#### Task data ####
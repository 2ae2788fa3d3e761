//! Value types returned by the calculus.

use serde::{Deserialize, Serialize};

/// A closed price interval `[min, max]`.
#[derive(Debug, Clone, Copy, Default, PartialEq, Serialize, Deserialize)]
pub struct MinMax {
    /// Lower price bound.
    pub min: f64,
    /// Upper price bound.
    pub max: f64,
}

impl MinMax {
    /// Creates a new interval.
    #[must_use]
    pub fn new(min: f64, max: f64) -> Self {
        Self { min, max }
    }

    /// Distance between the two bounds.
    #[must_use]
    pub fn span(&self) -> f64 {
        self.max - self.min
    }

    /// Returns true if `price` lies inside the interval, bounds included.
    #[must_use]
    pub fn contains(&self, price: f64) -> bool {
        price >= self.min && price <= self.max
    }
}
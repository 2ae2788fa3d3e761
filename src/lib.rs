//! # Bonding Curve
//!
//! A closed-form calculus for the elliptical bonding curve used by
//! inventory-based trading strategies. Given a neutral price, a vertical
//! scale (`power`) and a skew (`asym`), it maps market prices to the position
//! a strategy should hold and to the value locked in that position, and it
//! inverts those maps to recover prices or a new neutral price from observed
//! positions, values and balances.
//!
//! ## Key Features
//!
//! - **Forward evaluation**: position, position value, zero-position price and
//!   power from balance, all in closed form.
//!
//! - **Stable inversions**: the price-from-position and neutral-from-value
//!   quadratics are evaluated in a rescaled form that avoids cancellation
//!   between fourth-power terms.
//!
//! - **Sign-consistent root selection**: among several mathematical roots the
//!   one that keeps the sign of the current position wins.
//!
//! - **Total functions**: unreachable targets degrade to the unchanged neutral
//!   price instead of failing, so the driving strategy always gets an answer.
//!
//! - **Bisection fallback**: a generic relative-accuracy bisection search for
//!   inversions without a closed form.
//!
//! The calculus holds only an immutable configuration and is `Send + Sync`,
//! so one instance can serve any number of threads.
//!
//! ## Usage
//!
//! ```
//! use bonding_curve_rs::prelude::*;
//!
//! let calc = EllipticalCalculus::new(0.1).unwrap();
//! let curve: &dyn BondingCurve = &calc;
//!
//! let roots = curve.calc_roots(100.0, 0.0, 1000.0, 50.0);
//! assert!(roots.min < 1000.0 && roots.max > 1000.0);
//! ```

pub mod calculus;
pub mod prelude;
mod utils;

pub use calculus::{BondingCurve, CalculusError, EllipticalCalculus, EllipticalConfig, MinMax};
pub use utils::sgn;
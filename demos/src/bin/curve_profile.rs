//! Example sweeping an elliptical bonding curve across its price range
//!
//! This example shows how to:
//! 1. Build a calculus from a JSON configuration
//! 2. Derive the curve power from an account balance
//! 3. Tabulate position and position value across the ellipse
//! 4. Invert an observed position back into a neutral price

use bonding_curve_rs::prelude::{BondingCurve, EllipticalCalculus, EllipticalConfig};
use serde::Serialize;
use tracing::{error, info};

const CONFIG: &str = r#"{ "relative_width": 0.15, "search": { "accuracy": 1e-10 } }"#;

/// One sampled point of the curve
#[derive(Debug, Serialize)]
struct CurvePoint {
    price: f64,
    position: f64,
    value: f64,
}

fn profile(
    curve: &dyn BondingCurve,
    power: f64,
    asym: f64,
    neutral: f64,
    width: f64,
) -> Vec<CurvePoint> {
    (-10..=10)
        .map(|step| {
            let price = neutral + width * step as f64 / 10.5;
            CurvePoint {
                price,
                position: curve.calc_position(power, asym, neutral, price),
                value: curve.calc_pos_value(power, asym, neutral, price),
            }
        })
        .collect()
}

fn main() {
    tracing_subscriber::fmt::init();

    let config = EllipticalConfig::from_json(CONFIG);
    let calc = match config.and_then(EllipticalCalculus::from_config) {
        Ok(calc) => calc,
        Err(e) => {
            error!("Failed to build calculus: {}", e);
            return;
        }
    };

    let balance = 10_000.0;
    let asym = 0.35;
    let neutral = 2_500.0;
    let power = calc.calc_power(neutral, balance, asym);
    let width = calc.width(neutral);

    info!(
        "Curve '{}': neutral {}, width {}, power {:.2}",
        calc.id(),
        neutral,
        width,
        power
    );

    let points = profile(&calc, power, asym, neutral, width);
    for point in &points {
        info!(
            "price {:>10.2}  position {:>12.4}  value {:>10.2}",
            point.price, point.position, point.value
        );
    }

    match serde_json::to_string(&points) {
        Ok(json) => info!("Profile as JSON: {} bytes", json.len()),
        Err(e) => error!("Failed to serialize profile: {}", e),
    }

    let price0 = calc.calc_price0(neutral, asym);
    info!("Root search anchor (price0): {:.4}", price0);

    let roots = calc.calc_roots(power, asym, neutral, balance * 0.2);
    info!(
        "Value stays within {:.2} between {:.4} and {:.4} (span {:.4})",
        balance * 0.2,
        roots.min,
        roots.max,
        roots.span()
    );

    let observed = &points[14];
    let recovered = calc.calc_neutral(power, asym, observed.position, observed.price);
    info!(
        "Position {:.4} at {:.2} implies neutral {:.6}",
        observed.position, observed.price, recovered
    );

    let moved =
        calc.calc_neutral_from_value(power, asym, neutral, observed.value * 1.5, observed.price);
    info!(
        "Raising value to {:.2} moves neutral to {:.4}",
        observed.value * 1.5,
        moved
    );
}
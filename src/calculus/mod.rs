//! Bonding-curve calculus relating price, position, value and neutral price.
//!
//! This module provides the elliptical curve used by inventory-based
//! strategies, together with the bisection search its inversions fall back on.
//!
//! # Overview
//!
//! The curve is an ellipse in (price, position) space:
//! - centred on the **neutral** price,
//! - with a horizontal half-axis of `relative_width * neutral`,
//! - vertically scaled by **power** (derived from the account balance),
//! - sheared by **asym** so the buy and sell sides respond differently.
//!
//! # Forward and inverse queries
//!
//! Forward queries (`calc_position`, `calc_pos_value`, `calc_price0`,
//! `calc_power`) are closed form. Inverse queries solve a quadratic and keep
//! the root whose position has the sign of a reference evaluation
//! (`calc_price_from_position`, `calc_neutral_from_value`) or bisect a
//! bracket derived from the ellipse geometry (`calc_neutral`, `calc_roots`).
//! None of them fails: an unreachable target falls back to the unchanged
//! neutral price.
//!
//! # Example
//!
//! ```
//! use bonding_curve_rs::calculus::EllipticalCalculus;
//!
//! let calc = EllipticalCalculus::new(0.1).unwrap();
//! let power = calc.calc_power(1000.0, 100.0, 0.0);
//!
//! let position = calc.calc_position(power, 0.0, 1000.0, 1050.0);
//! assert!(position < 0.0);
//!
//! let neutral = calc.calc_neutral(power, 0.0, position, 1050.0);
//! assert!((neutral - 1000.0).abs() < 1e-3);
//! ```

mod config;
mod elliptical;
mod error;
mod search;
mod traits;
mod types;

pub use config::EllipticalConfig;
pub use elliptical::{ELLIPTICAL_ID, EllipticalCalculus};
pub use error::CalculusError;
pub use search::{SearchConfig, SearchResult, numeric_search, numeric_search_with};
pub use traits::BondingCurve;
pub use types::MinMax;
####
**Instructions for the task**
Select every line in the material above where the string "strategies" occurs, and copy it.

**Task result**
//! inventory-based trading strategies. Given a neutral price, a vertical
//! strategies, together with the bisection search its inversions fall back on.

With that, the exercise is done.